Saturday, 2 June 2012

Sexual Assault in France


I was always a nervous traveller.  I expected that on a given train there would be a few murderers and rapists, as well as at least a dozen thieves.  So travelling on a train with this mindset posed its own difficulties.  Each carriage was inspected with care.  Four guys in a carriage was just asking for trouble.  Two women of stocky build could overcome me, so their carriage was risky and  should be left as well.  I usually ended up in a compartment with a tiny elderly weak lady as I would tell myself even if she were a killer, given my size and their age, I could probably take her down.  Deciding on which carriage to travel in was a major part of the first half hour of travel and I did not rush into it. 
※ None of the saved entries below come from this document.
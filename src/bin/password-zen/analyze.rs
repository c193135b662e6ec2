//! The `analyze` command: gathering passwords, scoring them, and presenting the verdicts.

use std::io::{self, Write};
use std::path::PathBuf;
use std::thread;
use std::time::Duration;

use anyhow::Context;
use clap::{ArgAction, ArgGroup};
use console::{style, Term};
use serde::Serialize;

use crate::table::{display_table, TableDisplay};
use crate::ProgError;
use password_zen::analysis::{AnalysisResult, CheckOutcome};
use password_zen::report::{self, CHECK_MARK, CROSS_MARK};
use password_zen::{AnalysisCriteria, BatchReport, Secret, Tier};

#[derive(clap::Args)]
#[command(group(
    ArgGroup::new("source")
        .args(["password", "file", "prompt"])
        .multiple(false)
))]
pub(crate) struct AnalyzeArgs {
    /// Password to analyze.
    #[arg(short, long)]
    password: Option<String>,
    /// Text file containing passwords to analyze, one per line.
    #[arg(short, long)]
    file: Option<PathBuf>,
    /// Read the password from the terminal without echoing it.
    #[arg(long)]
    prompt: bool,
    /// Output file for a plain-text analysis report.
    #[arg(short, long)]
    output: Option<PathBuf>,
    /// Minimum length for passwords.
    #[arg(short, long, default_value_t = 8)]
    min_length: usize,
    /// Require special characters.
    #[arg(
        short = 's',
        long,
        default_value_t = false,
        action = ArgAction::Set,
        num_args = 0..=1,
        default_missing_value = "true"
    )]
    require_symbols: bool,
    /// Require digits.
    #[arg(
        short = 'd',
        long,
        default_value_t = true,
        action = ArgAction::Set,
        num_args = 0..=1,
        default_missing_value = "true"
    )]
    require_digits: bool,
    /// Require uppercase letters.
    #[arg(
        short = 'u',
        long,
        default_value_t = true,
        action = ArgAction::Set,
        num_args = 0..=1,
        default_missing_value = "true"
    )]
    require_uppercase: bool,
    /// Require lowercase letters.
    #[arg(
        short = 'l',
        long,
        default_value_t = true,
        action = ArgAction::Set,
        num_args = 0..=1,
        default_missing_value = "true"
    )]
    require_lowercase: bool,
    /// Disable colored output.
    #[arg(long)]
    no_color: bool,
    /// Disable the progress animation.
    #[arg(long)]
    no_animation: bool,
    /// Print the results as JSON instead of text.
    #[arg(long, conflicts_with = "table")]
    json: bool,
    /// Print one table row per password instead of the per-check detail.
    #[arg(long)]
    table: bool,
}

impl AnalyzeArgs {
    fn criteria(&self) -> AnalysisCriteria {
        AnalysisCriteria {
            min_length: self.min_length,
            require_symbols: self.require_symbols,
            require_digits: self.require_digits,
            require_uppercase: self.require_uppercase,
            require_lowercase: self.require_lowercase,
        }
    }
}

pub(crate) fn analyze_passwords(args: AnalyzeArgs) -> Result<(), ProgError> {
    if args.no_color {
        console::set_colors_enabled(false);
        console::set_colors_enabled_stderr(false);
    }

    let passwords = collect_passwords(&args)?;
    let criteria = args.criteria();
    let batch = password_zen::analyze_batch(&passwords, &criteria);

    if args.json {
        print_json(&batch, &criteria)?;
    } else if args.table {
        print_table(&batch)?;
        print_summary(&batch, args.no_color);
    } else {
        let term = Term::stderr();
        for (idx, result) in batch.results.iter().enumerate() {
            if args.no_animation {
                eprintln!("Analyzing password {}...", idx + 1);
            } else if term.is_term() {
                animate_analysis(&term, idx + 1).context("failed to draw progress")?;
            }
            print_result(idx, result, &criteria);
        }
        print_summary(&batch, args.no_color);
    }

    if let Some(output) = args.output.as_deref() {
        report::write_report(output, &report::render_plain(&batch, &criteria))?;
        eprintln!("Analysis results written to {}", output.display());
    }
    Ok(())
}

fn collect_passwords(args: &AnalyzeArgs) -> Result<Vec<String>, ProgError> {
    if let Some(file) = args.file.as_deref() {
        eprintln!("Analyzing passwords from file: {}", file.display());
        return Ok(password_zen::input::read_passwords(file)?);
    }
    if args.prompt {
        let password = Secret::from(
            rpassword::prompt_password("Password: ").context("failed to read password from TTY")?,
        );
        return Ok(vec![password.as_str().to_owned()]);
    }
    match args.password.as_deref() {
        Some(password) if !password.is_empty() => Ok(vec![password.to_owned()]),
        _ => Err(password_zen::Error::no_input().into()),
    }
}

fn animate_analysis(term: &Term, number: usize) -> io::Result<()> {
    for dots in [".", "..", "..."] {
        term.clear_line()?;
        term.write_str(&format!(
            "{} Analyzing password {}{}",
            style("»").cyan().bold(),
            number,
            dots
        ))?;
        thread::sleep(Duration::from_millis(200));
    }
    term.clear_line()
}

fn print_result(idx: usize, result: &AnalysisResult, criteria: &AnalysisCriteria) {
    let status = if result.passed {
        format!(
            "{} {}",
            style("STRONG").green(),
            style(CHECK_MARK).green().bold()
        )
    } else {
        format!("{} {}", style("WEAK").red(), style(CROSS_MARK).red().bold())
    };
    println!("{} {}: {}", style("Password").cyan().bold(), idx + 1, status);
    for check in &result.checks {
        println!(
            "  {} {}",
            styled_mark(check),
            check.describe(result.length, criteria)
        );
    }
    println!();
}

fn styled_mark(check: &CheckOutcome) -> console::StyledObject<&'static str> {
    if check.satisfied {
        style(CHECK_MARK).green().bold()
    } else {
        style(CROSS_MARK).red().bold()
    }
}

fn print_summary(batch: &BatchReport, no_color: bool) {
    if no_color {
        println!("{}", report::summary_line(batch.passed, batch.total));
        return;
    }
    let tier = batch.tier();
    let headline = report::summary_headline(tier, batch.passed, batch.total);
    let headline = match tier {
        Tier::Excellent => style(headline).green(),
        Tier::Good => style(headline).yellow(),
        Tier::Warning => style(headline).red(),
    };
    println!("{}", headline);
}

struct ResultRow {
    number: String,
    length: String,
    verdict: String,
    failed: String,
}

impl ResultRow {
    fn new(idx: usize, result: &AnalysisResult) -> ResultRow {
        let failed = result
            .failed_checks()
            .map(|check| check.criterion.name())
            .collect::<Vec<_>>()
            .join(", ");
        ResultRow {
            number: (idx + 1).to_string(),
            length: result.length.to_string(),
            verdict: format!(
                "{} {}",
                report::verdict(result),
                report::mark(result.passed)
            ),
            failed,
        }
    }
}

impl TableDisplay for ResultRow {
    fn columns() -> usize {
        4
    }

    fn column_name(column_index: usize) -> &'static str {
        match column_index {
            0 => "Password",
            1 => "Length",
            2 => "Verdict",
            3 => "Failed checks",
            _ => panic!("no such column: {column_index}"),
        }
    }

    fn item(&self, column_index: usize) -> &str {
        match column_index {
            0 => &self.number,
            1 => &self.length,
            2 => &self.verdict,
            3 => &self.failed,
            _ => panic!("no such column: {column_index}"),
        }
    }
}

fn print_table(batch: &BatchReport) -> anyhow::Result<()> {
    let rows = batch
        .results
        .iter()
        .enumerate()
        .map(|(idx, result)| ResultRow::new(idx, result))
        .collect::<Vec<_>>();
    display_table(&rows, io::stdout().lock()).context("failed to output table")?;
    Ok(())
}

#[derive(Serialize)]
struct JsonReport<'a> {
    criteria: &'a AnalysisCriteria,
    results: &'a [AnalysisResult],
    passed: usize,
    total: usize,
    tier: Tier,
}

fn print_json(batch: &BatchReport, criteria: &AnalysisCriteria) -> anyhow::Result<()> {
    let json = JsonReport {
        criteria,
        results: &batch.results,
        passed: batch.passed,
        total: batch.total,
        tier: batch.tier(),
    };
    let mut stdout = io::stdout().lock();
    serde_json::to_writer_pretty(&mut stdout, &json).context("failed to write JSON to stdout")?;
    writeln!(stdout).context("failed to write JSON to stdout")?;
    Ok(())
}
//! Build metadata, as shown by `--version`.

use std::env::consts::{ARCH, OS};

pub static VERSION: &str = env!("CARGO_PKG_VERSION");

/// Set `PASSWORD_ZEN_BUILD_DATE` at compile time to stamp release builds.
pub static BUILD_DATE: &str = match option_env!("PASSWORD_ZEN_BUILD_DATE") {
    Some(date) => date,
    None => "development",
};

/// Set `PASSWORD_ZEN_GIT_COMMIT` at compile time to stamp release builds.
pub static GIT_COMMIT: &str = match option_env!("PASSWORD_ZEN_GIT_COMMIT") {
    Some(commit) => commit,
    None => "development",
};

pub fn short() -> &'static str {
    VERSION
}

pub fn info() -> String {
    format!(
        "Password Zen v{}\nBuilt: {}\nCommit: {}\nTarget: {}/{}",
        VERSION, BUILD_DATE, GIT_COMMIT, OS, ARCH
    )
}
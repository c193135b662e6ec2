//! Utilities for generating passwords.

use rand::rngs::OsRng;
use rand::{CryptoRng, RngCore};
use tracing::debug;

use crate::charset::Charset;
use crate::{Error, ErrorRepr, Secret};

/// The longest password we are willing to generate.
pub const MAX_LENGTH: usize = 128;

/// Generate a password of `length` characters drawn from `charset`, using the operating system's
/// secure random source.
pub fn generate(length: usize, charset: &Charset) -> Result<Secret, Error> {
    generate_random_password(&mut OsRng, charset, length)
}

/// Generate a simple, impossible-to-guess password by just randomly sampling the given charset.
///
/// Every character is drawn independently and uniformly. Failures of the random source are
/// returned as-is; nothing is retried.
pub fn generate_random_password<R>(
    rng: &mut R,
    charset: &Charset,
    length: usize,
) -> Result<Secret, Error>
where
    R: RngCore + CryptoRng,
{
    if length == 0 || length > MAX_LENGTH {
        return Err(ErrorRepr::InvalidLength {
            length,
            max: MAX_LENGTH,
        }
        .into());
    }
    if charset.is_empty() {
        return Err(ErrorRepr::EmptyCharset.into());
    }

    let alphabet = charset.as_chars();
    let mut secret = String::with_capacity(length);
    for _ in 0..length {
        let idx = uniform_index(rng, alphabet.len()).map_err(ErrorRepr::RandomSource)?;
        secret.push(alphabet[idx]);
    }
    debug!(length, charset_size = alphabet.len(), "generated password");
    Ok(Secret::from(secret))
}

/// Draw an index in `0..bound` without modulo bias.
///
/// Words at or above the largest multiple of `bound` are rejected and redrawn, so every residue is
/// equally likely. `bound` must be non-zero.
fn uniform_index<R: RngCore + ?Sized>(rng: &mut R, bound: usize) -> Result<usize, rand::Error> {
    let bound = bound as u64;
    let limit = u64::MAX - u64::MAX % bound;
    loop {
        let mut word = [0u8; 8];
        rng.try_fill_bytes(&mut word)?;
        let value = u64::from_le_bytes(word);
        if value < limit {
            return Ok((value % bound) as usize);
        }
    }
}

#[cfg(test)]
mod tests {
    use rand::rngs::StdRng;
    use rand::SeedableRng;

    use super::*;
    use crate::ErrorKind;

    /// A random source that has run dry.
    struct BrokenSource;

    impl RngCore for BrokenSource {
        fn next_u32(&mut self) -> u32 {
            unreachable!("only try_fill_bytes is used")
        }

        fn next_u64(&mut self) -> u64 {
            unreachable!("only try_fill_bytes is used")
        }

        fn fill_bytes(&mut self, _dest: &mut [u8]) {
            unreachable!("only try_fill_bytes is used")
        }

        fn try_fill_bytes(&mut self, _dest: &mut [u8]) -> Result<(), rand::Error> {
            Err(rand::Error::new("entropy source unavailable"))
        }
    }

    impl CryptoRng for BrokenSource {}

    #[test]
    fn output_has_requested_length_and_alphabet() {
        let mut rng = StdRng::seed_from_u64(7);
        let charset = Charset::build(true, true, true);
        for length in [1, 12, 64, MAX_LENGTH] {
            let secret = generate_random_password(&mut rng, &charset, length).unwrap();
            assert_eq!(secret.char_len(), length);
            assert!(secret.as_str().chars().all(|ch| charset.contains(ch)));
        }
    }

    #[test]
    fn multibyte_custom_charset() {
        let mut rng = StdRng::seed_from_u64(1);
        let charset = Charset::custom("äöü€");
        let secret = generate_random_password(&mut rng, &charset, 20).unwrap();
        assert_eq!(secret.char_len(), 20);
        assert!(secret.as_str().chars().all(|ch| charset.contains(ch)));
    }

    #[test]
    fn zero_length_is_rejected() {
        let err = generate(0, &Charset::custom("abc")).unwrap_err();
        assert_eq!(err.kind(), ErrorKind::InvalidLength);
    }

    #[test]
    fn overlong_request_is_rejected() {
        let err = generate(MAX_LENGTH + 1, &Charset::custom("abc")).unwrap_err();
        assert_eq!(err.kind(), ErrorKind::InvalidLength);
    }

    #[test]
    fn empty_charset_is_rejected() {
        let err = generate(12, &Charset::custom("")).unwrap_err();
        assert_eq!(err.kind(), ErrorKind::EmptyCharset);
    }

    #[test]
    fn random_source_failure_is_propagated() {
        let err = generate_random_password(&mut BrokenSource, &Charset::custom("ab"), 4)
            .unwrap_err();
        assert_eq!(err.kind(), ErrorKind::RandomSource);
    }

    #[test]
    fn repeated_generation_differs() {
        let charset = Charset::build(true, true, false);
        let first = generate(32, &charset).unwrap();
        let second = generate(32, &charset).unwrap();
        assert_ne!(first, second);
    }

    #[test]
    fn draws_cover_the_whole_charset() {
        let mut rng = StdRng::seed_from_u64(42);
        let charset = Charset::custom("xyz");
        let mut counts = [0usize; 3];
        for _ in 0..30 {
            let secret = generate_random_password(&mut rng, &charset, 100).unwrap();
            for ch in secret.as_str().chars() {
                counts[(ch as u8 - b'x') as usize] += 1;
            }
        }
        // 3000 draws; each bucket expects 1000.
        for count in counts {
            assert!((850..1150).contains(&count), "skewed counts: {counts:?}");
        }
    }

    #[test]
    fn single_character_charset() {
        let secret = generate(5, &Charset::custom("q")).unwrap();
        assert_eq!(secret.as_str(), "qqqqq");
    }

    #[test]
    fn secret_debug_is_opaque() {
        let secret = generate(16, &Charset::custom("s")).unwrap();
        assert!(!format!("{secret:?}").contains("ssss"));
    }
}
All of this is plain weird, I know, and will seem even stranger when I tell you that I studied martial arts for years and even attended self defence classes too.  For a whole year I attended a full contact dojo on the Isle of Wight and ended up each week covered in bruises and bumps from being kicked and punched.  I can tell you there was a world of difference between someone punching at you but stopping at the skin and another kicking you from the front as if he wanted to dislocate your spine.  I learned many things, that bigger people kick you harder, thin lean men can be incredibly strong, being kicked is much worse than being punched and why women are so often badly hurt in attacks.  Our trainer told us that women are usually in placating mode when they are attacked.  They hope that by doing so their attacker will stop hurting them.  This, they continue to do even when the attacker continues to hurt them badly.  He was full of instructions about poking out eyeballs and other   gruesome techniques. 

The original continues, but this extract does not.